Updated on 21 May 2012
Health Canada first to approve manufactured stem cell product
Singapore: In a first, Health Canada has approved marketing of Prochymal (remestemcel-L), a stem cell therapy by Osiris Therapeutics, for the treatment of acute graft-vs-host disease (GvHD) in children.
This is the world's first regulatory approval for a manufactured stem cell product and the first therapy approved for GvHD, which is a devastating complication of bone marrow transplantation that kills up to 80 percent of children affected.
"I am very proud of the leadership role Canada has taken in advancing stem cell therapy and particularly gratified that this historic decision benefits children who would otherwise have little hope," said Dr Andrew Daly, clinical associate professor, Department of Medicine and Oncology at the University of Calgary, Canada and principal investigator in the phase III clinical program for Prochymal. "As a result of Health Canada's comprehensive review, physicians now have an off-the-shelf stem cell therapy in their arsenal to fight GvHD."
Dr Daly said much like the introduction of antibiotics in the late 1920s, "with stem cells we have now officially taken the first step into this new paradigm of medicine".
Prochymal was authorized under Health Canada's Notice of Compliance with conditions pathway, which provides access to therapeutic products that address unmet medical conditions and which have demonstrated a favorable risk and benefit profile in clinical trials. Under the Notice of Compliance with conditions pathway, the sponsor must agree to carry out confirmatory clinical testing.

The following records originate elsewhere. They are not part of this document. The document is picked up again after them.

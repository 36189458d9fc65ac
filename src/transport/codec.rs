//! JSON framing for requests and responses crossing a thread or process
//! boundary.

use super::{ComputeRequest, ComputeResponse};
use crate::error::LiveMapError;

/// Serialize a request to JSON bytes.
///
/// JSON has no infinities or NaN, so such values are rejected here rather
/// than written as `null` and read back as absent.
///
/// # Errors
///
/// As [`ComputeRequest::check_encodable`], or
/// [`LiveMapError::Transport`] if serialization fails.
pub fn encode_request(
    request: &ComputeRequest,
) -> Result<Vec<u8>, LiveMapError> {
    request.check_encodable()?;
    Ok(serde_json::to_vec(request)?)
}

/// Parse a request from JSON bytes.
///
/// # Errors
///
/// [`LiveMapError::Transport`] for malformed JSON or a missing `mode`.
pub fn decode_request(bytes: &[u8]) -> Result<ComputeRequest, LiveMapError> {
    Ok(serde_json::from_slice(bytes)?)
}

/// Serialize a response to JSON bytes.
///
/// # Errors
///
/// [`LiveMapError::Transport`] if serialization fails.
pub fn encode_response(
    response: &ComputeResponse,
) -> Result<Vec<u8>, LiveMapError> {
    Ok(serde_json::to_vec(response)?)
}

/// Parse a response from JSON bytes.
///
/// # Errors
///
/// [`LiveMapError::Transport`] for malformed JSON.
pub fn decode_response(bytes: &[u8]) -> Result<ComputeResponse, LiveMapError> {
    Ok(serde_json::from_slice(bytes)?)
}
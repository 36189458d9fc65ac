use serde::{Deserialize, Serialize};

use crate::error::LiveMapError;
use crate::matrix::MatrixBuffer;
use crate::trace::Trace;

/// Whether a request covers one trace or a whole ensemble.
#[derive(Debug, Clone, Copy, PartialEq, Eq, Serialize, Deserialize)]
#[serde(rename_all = "snake_case")]
pub enum Mode {
    /// A single trace.
    Trace,
    /// Every trace of an ensemble.
    Ensemble,
}

/// Caller-to-worker message.
#[derive(Debug, Clone, PartialEq, Serialize, Deserialize)]
#[serde(rename_all = "camelCase")]
pub struct ComputeRequest {
    /// Single trace or ensemble.
    pub mode: Mode,
    /// Matrix side for the contact-frequency engine.
    #[serde(
        rename = "maximumSegmentID",
        default,
        skip_serializing_if = "Option::is_none"
    )]
    pub maximum_segment_id: Option<u32>,
    /// Matrix side for the distance engine.
    #[serde(default, skip_serializing_if = "Option::is_none")]
    pub trace_length: Option<u32>,
    /// Contact threshold; estimated by the engine when absent.
    #[serde(default, skip_serializing_if = "Option::is_none")]
    pub distance_threshold: Option<f64>,
    /// Payload for [`Mode::Trace`].
    #[serde(default, skip_serializing_if = "Option::is_none")]
    pub trace: Option<Trace>,
    /// Payload for [`Mode::Ensemble`].
    #[serde(default, skip_serializing_if = "Option::is_none")]
    pub ensemble: Option<Vec<Trace>>,
}

impl ComputeRequest {
    /// Contact frequencies of a single trace.
    #[must_use]
    pub fn contact_trace(
        trace: Trace,
        maximum_segment_id: u32,
        distance_threshold: Option<f64>,
    ) -> Self {
        Self {
            mode: Mode::Trace,
            maximum_segment_id: Some(maximum_segment_id),
            trace_length: None,
            distance_threshold,
            trace: Some(trace),
            ensemble: None,
        }
    }

    /// Contact frequencies accumulated over an ensemble.
    #[must_use]
    pub fn contact_ensemble(
        ensemble: Vec<Trace>,
        maximum_segment_id: u32,
        distance_threshold: Option<f64>,
    ) -> Self {
        Self {
            mode: Mode::Ensemble,
            maximum_segment_id: Some(maximum_segment_id),
            trace_length: None,
            distance_threshold,
            trace: None,
            ensemble: Some(ensemble),
        }
    }

    /// Pairwise distances of a single trace.
    #[must_use]
    pub fn distance_trace(trace: Trace, trace_length: u32) -> Self {
        Self {
            mode: Mode::Trace,
            maximum_segment_id: None,
            trace_length: Some(trace_length),
            distance_threshold: None,
            trace: Some(trace),
            ensemble: None,
        }
    }

    /// Ensemble-averaged pairwise distances.
    #[must_use]
    pub fn distance_ensemble(ensemble: Vec<Trace>, trace_length: u32) -> Self {
        Self {
            mode: Mode::Ensemble,
            maximum_segment_id: None,
            trace_length: Some(trace_length),
            distance_threshold: None,
            trace: None,
            ensemble: Some(ensemble),
        }
    }

    /// Reject values the JSON wire form would silently turn into `null`.
    ///
    /// # Errors
    ///
    /// [`LiveMapError::Transport`] for a non-finite `distance_threshold`,
    /// [`LiveMapError::Construction`] for a present point with a
    /// non-finite coordinate, the same errors an engine reports for them.
    pub fn check_encodable(&self) -> Result<(), LiveMapError> {
        let threshold = self.distance_threshold;
        if let Some(t) = threshold.filter(|t| !t.is_finite()) {
            return Err(LiveMapError::Transport(format!(
                "distance threshold {t} is not finite"
            )));
        }
        let ensemble = self.ensemble.iter().flatten();
        for trace in self.trace.iter().chain(ensemble) {
            trace.validate(u32::MAX)?;
        }
        Ok(())
    }

    /// The traces the request's mode refers to.
    ///
    /// # Errors
    ///
    /// [`LiveMapError::Transport`] if the payload for the mode is absent or
    /// the ensemble is empty.
    pub fn traces(&self) -> Result<&[Trace], LiveMapError> {
        match (self.mode, &self.trace, &self.ensemble) {
            (Mode::Trace, Some(trace), _) => Ok(std::slice::from_ref(trace)),
            (Mode::Ensemble, _, Some(ensemble)) if !ensemble.is_empty() => {
                Ok(ensemble)
            }
            (Mode::Ensemble, _, Some(_)) => Err(LiveMapError::Transport(
                "ensemble request carries no traces".to_owned(),
            )),
            (Mode::Trace, None, _) => Err(LiveMapError::Transport(
                "trace request carries no trace".to_owned(),
            )),
            (Mode::Ensemble, _, None) => Err(LiveMapError::Transport(
                "ensemble request carries no ensemble".to_owned(),
            )),
        }
    }
}

/// Worker-to-caller message.
#[derive(Debug, PartialEq, Serialize, Deserialize)]
#[serde(rename_all = "camelCase")]
pub struct ComputeResponse {
    /// Mode of the request this answers.
    pub mode: Mode,
    /// Flattened contact or distance matrix.
    pub matrix_buffer: MatrixBuffer,
    /// Largest distance (distance engine only).
    #[serde(default)]
    pub max_distance: Option<f64>,
}

#[cfg(test)]
mod tests {
    use super::*;
    use crate::trace::Point3D;

    #[test]
    fn wire_keys_follow_the_protocol() {
        let request = ComputeRequest::contact_trace(
            Trace::new(vec![Point3D::new(0.0, 0.0, 0.0)]),
            1,
            Some(2.0),
        );
        let value = serde_json::to_value(&request).unwrap();
        assert_eq!(value["mode"], "trace");
        assert_eq!(value["maximumSegmentID"], 1);
        assert_eq!(value["distanceThreshold"], 2.0);
        assert!(value.get("traceLength").is_none());
        assert!(value.get("ensemble").is_none());
        assert_eq!(value["trace"][0]["isMissingData"], false);
    }

    #[test]
    fn traces_follow_the_mode() {
        let trace = Trace::new(vec![Point3D::new(0.0, 0.0, 0.0)]);
        let single = ComputeRequest::distance_trace(trace.clone(), 1);
        assert_eq!(single.traces().unwrap().len(), 1);

        let many = ComputeRequest::distance_ensemble(vec![trace.clone(); 3], 1);
        assert_eq!(many.traces().unwrap().len(), 3);

        let empty = ComputeRequest::distance_ensemble(Vec::new(), 1);
        assert!(matches!(empty.traces(), Err(LiveMapError::Transport(_))));

        let mut mismatched = ComputeRequest::distance_trace(trace, 1);
        mismatched.mode = Mode::Ensemble;
        assert!(matches!(
            mismatched.traces(),
            Err(LiveMapError::Transport(_))
        ));
    }

    #[test]
    fn values_json_cannot_carry_are_rejected() {
        let trace = Trace::new(vec![Point3D::new(0.0, 0.0, 0.0)]);
        for bad in [f64::INFINITY, f64::NEG_INFINITY, f64::NAN] {
            let request =
                ComputeRequest::contact_trace(trace.clone(), 1, Some(bad));
            assert!(matches!(
                request.check_encodable(),
                Err(LiveMapError::Transport(_))
            ));
        }

        let smeared = Trace::new(vec![
            Point3D::new(0.0, 0.0, 0.0),
            Point3D::new(f64::INFINITY, 0.0, 0.0),
        ]);
        let request =
            ComputeRequest::distance_ensemble(vec![trace, smeared], 2);
        assert!(matches!(
            request.check_encodable(),
            Err(LiveMapError::Construction(_))
        ));
    }

    #[test]
    fn missing_points_and_absent_threshold_are_encodable() {
        let trace =
            Trace::new(vec![Point3D::new(1.0, 2.0, 3.0), Point3D::missing()]);
        assert!(ComputeRequest::contact_trace(trace.clone(), 2, None)
            .check_encodable()
            .is_ok());
        assert!(ComputeRequest::distance_trace(trace, 2)
            .check_encodable()
            .is_ok());
    }

    #[test]
    fn response_serializes_missing_max_as_null() {
        let response = ComputeResponse {
            mode: Mode::Ensemble,
            matrix_buffer: MatrixBuffer::new(vec![1.0]),
            max_distance: None,
        };
        let value = serde_json::to_value(&response).unwrap();
        assert_eq!(value["mode"], "ensemble");
        assert_eq!(value["matrixBuffer"], serde_json::json!([1.0]));
        assert!(value["maxDistance"].is_null());
    }
}
#[cfg(test)]
mod tests {
    use std::sync::mpsc::{Receiver, SyncSender};
    use std::sync::Mutex;

    use super::*;
    use crate::engine::{ContactFrequencyEngine, DistanceMatrixEngine};
    use crate::matrix::{ContactMatrix, DistanceMatrix, MatrixBuffer};
    use crate::trace::{Point3D, Trace};
    use crate::transport::Mode;

    fn line_trace() -> Trace {
        Trace::new(vec![
            Point3D::new(0.0, 0.0, 0.0),
            Point3D::new(1.0, 0.0, 0.0),
            Point3D::new(10.0, 0.0, 0.0),
        ])
    }

    /// Engine that blocks until the test releases it.
    struct GatedEngine {
        started: SyncSender<()>,
        release: Mutex<Receiver<()>>,
    }

    impl ComputeEngine for GatedEngine {
        fn kind(&self) -> EngineKind {
            EngineKind::Distance
        }

        fn execute(
            &self,
            request: &ComputeRequest,
        ) -> Result<ComputeResponse, LiveMapError> {
            self.started.send(()).unwrap();
            self.release.lock().unwrap().recv().unwrap();
            Ok(ComputeResponse {
                mode: request.mode,
                matrix_buffer: MatrixBuffer::default(),
                max_distance: None,
            })
        }
    }

    struct PanickingEngine;

    impl ComputeEngine for PanickingEngine {
        fn kind(&self) -> EngineKind {
            EngineKind::ContactFrequency
        }

        #[allow(clippy::panic)]
        fn execute(
            &self,
            _request: &ComputeRequest,
        ) -> Result<ComputeResponse, LiveMapError> {
            panic!("boom")
        }
    }

    #[test]
    fn contact_worker_computes_a_trace() {
        let worker =
            ComputeWorker::spawn(ContactFrequencyEngine::default()).unwrap();
        let response = worker
            .compute(&ComputeRequest::contact_trace(line_trace(), 3, Some(2.0)))
            .unwrap();
        let m = ContactMatrix::from_buffer(&response.matrix_buffer).unwrap();
        assert_eq!(m.cells(), &[1, 1, 0, 1, 1, 0, 0, 0, 1]);
        assert!(worker.is_idle());
    }

    #[test]
    fn distance_worker_computes_an_ensemble() {
        let a = Trace::new(vec![
            Point3D::new(0.0, 0.0, 0.0),
            Point3D::new(2.0, 0.0, 0.0),
        ]);
        let b = Trace::new(vec![
            Point3D::new(0.0, 0.0, 0.0),
            Point3D::new(0.0, 4.0, 0.0),
        ]);
        let worker =
            ComputeWorker::spawn(DistanceMatrixEngine::default()).unwrap();
        let mut pending = worker
            .submit(&ComputeRequest::distance_ensemble(vec![a, b], 2))
            .unwrap();
        assert_eq!(pending.state(), RequestState::Sent);

        let response = loop {
            if let Some(result) = pending.try_recv() {
                break result.unwrap();
            }
            std::thread::yield_now();
        };
        assert_eq!(pending.state(), RequestState::Completed);
        assert!(pending.try_recv().is_none());
        assert_eq!(response.mode, Mode::Ensemble);
        assert_eq!(response.max_distance, Some(3.0));
        let m = DistanceMatrix::from_buffer(&response.matrix_buffer).unwrap();
        assert_eq!(m.get(0, 1), Some(3.0));
    }

    #[test]
    fn second_submit_while_running_is_busy() {
        let (started, started_rx) = mpsc::sync_channel(1);
        let (release_tx, release) = mpsc::channel();
        let worker = ComputeWorker::spawn(GatedEngine {
            started,
            release: Mutex::new(release),
        })
        .unwrap();

        let request = ComputeRequest::distance_trace(line_trace(), 3);
        let first = worker.submit(&request).unwrap();
        started_rx.recv().unwrap();
        assert_eq!(worker.state(), RequestState::Sent);
        assert!(matches!(
            worker.submit(&request),
            Err(LiveMapError::Busy(EngineKind::Distance))
        ));

        release_tx.send(()).unwrap();
        assert!(first.wait().is_ok());
        assert_eq!(worker.state(), RequestState::Idle);

        let again = worker.submit(&request).unwrap();
        started_rx.recv().unwrap();
        release_tx.send(()).unwrap();
        assert!(again.wait().is_ok());
    }

    #[test]
    fn both_workers_report_bounds_errors() {
        let contact =
            ComputeWorker::spawn(ContactFrequencyEngine::default()).unwrap();
        let distance =
            ComputeWorker::spawn(DistanceMatrixEngine::default()).unwrap();

        let err = contact
            .compute(&ComputeRequest::contact_trace(line_trace(), 2, Some(1.0)))
            .unwrap_err();
        assert!(matches!(err, LiveMapError::Bounds { .. }));

        let err = distance
            .compute(&ComputeRequest::distance_trace(line_trace(), 2))
            .unwrap_err();
        assert!(matches!(err, LiveMapError::Bounds { .. }));

        assert!(contact.is_idle());
        assert!(distance.is_idle());
    }

    #[test]
    fn missing_payload_fails_without_killing_the_worker() {
        let worker =
            ComputeWorker::spawn(DistanceMatrixEngine::default()).unwrap();
        let mut request = ComputeRequest::distance_trace(line_trace(), 3);
        request.trace = None;
        let mut pending = worker.submit(&request).unwrap();
        let result = loop {
            if let Some(result) = pending.try_recv() {
                break result;
            }
            std::thread::yield_now();
        };
        assert!(matches!(result, Err(LiveMapError::Transport(_))));
        assert_eq!(pending.state(), RequestState::Failed);

        let ok =
            worker.compute(&ComputeRequest::distance_trace(line_trace(), 3));
        assert!(ok.is_ok());
    }

    #[test]
    fn non_finite_threshold_is_reported_through_the_worker() {
        let worker =
            ComputeWorker::spawn(ContactFrequencyEngine::default()).unwrap();
        for bad in [f64::INFINITY, f64::NAN] {
            let request =
                ComputeRequest::contact_trace(line_trace(), 3, Some(bad));
            let err = worker.compute(&request).unwrap_err();
            assert!(matches!(err, LiveMapError::Transport(_)), "{err}");
            assert!(worker.is_idle());
        }

        let ok = worker
            .compute(&ComputeRequest::contact_trace(line_trace(), 3, Some(2.0)))
            .unwrap();
        assert_eq!(ok.matrix_buffer.len(), 9);
    }

    #[test]
    fn non_finite_coordinates_are_reported_through_the_worker() {
        let worker =
            ComputeWorker::spawn(DistanceMatrixEngine::default()).unwrap();
        let trace = Trace::new(vec![
            Point3D::new(0.0, 0.0, 0.0),
            Point3D::new(f64::NAN, 1.0, 1.0),
        ]);
        let err = worker
            .compute(&ComputeRequest::distance_trace(trace, 2))
            .unwrap_err();
        assert!(matches!(err, LiveMapError::Construction(_)), "{err}");
    }

    #[test]
    fn huge_side_fails_without_killing_the_worker() {
        let trace = Trace::new(vec![Point3D::new(0.0, 0.0, 0.0)]);
        let distance =
            ComputeWorker::spawn(DistanceMatrixEngine::default()).unwrap();
        let err = distance
            .compute(&ComputeRequest::distance_trace(trace.clone(), 1 << 22))
            .unwrap_err();
        assert!(matches!(err, LiveMapError::Transport(_)), "{err}");
        assert!(distance
            .compute(&ComputeRequest::distance_trace(trace.clone(), 1))
            .is_ok());

        let contact =
            ComputeWorker::spawn(ContactFrequencyEngine::default()).unwrap();
        let request = ComputeRequest::contact_trace(trace, 1 << 22, Some(1.0));
        assert!(matches!(
            contact.compute(&request),
            Err(LiveMapError::Transport(_))
        ));
        assert!(contact.is_idle());
    }

    #[test]
    fn engine_panic_becomes_a_transport_error() {
        let worker = ComputeWorker::spawn(PanickingEngine).unwrap();
        let request = ComputeRequest::contact_trace(line_trace(), 3, Some(1.0));
        let err = worker.compute(&request).unwrap_err();
        assert!(err.to_string().contains("boom"), "{err}");
        assert!(worker.is_idle());
    }

    #[test]
    fn shutdown_rejects_later_requests() {
        let mut worker =
            ComputeWorker::spawn(DistanceMatrixEngine::default()).unwrap();
        worker.shutdown();
        let err = worker
            .submit(&ComputeRequest::distance_trace(line_trace(), 3))
            .unwrap_err();
        assert!(matches!(err, LiveMapError::Transport(_)));
        assert!(worker.is_idle());
    }
}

Health Canada's authorization was made following the recommendation of an independent expert advisory panel, commissioned to evaluate Prochymal's safety and efficacy. In Canada, Prochymal is now authorized for the management of acute GvHD in children who fail to respond to steroids. The approval was based on the results from clinical studies evaluating Prochymal in patients with severe refractory acute GvHD. Prochymal demonstrated a clinically meaningful response at 28 days post initiation of therapy in 61-64 percent of patients treated. The survival benefit was most pronounced in patients with the most severe forms of GvHD.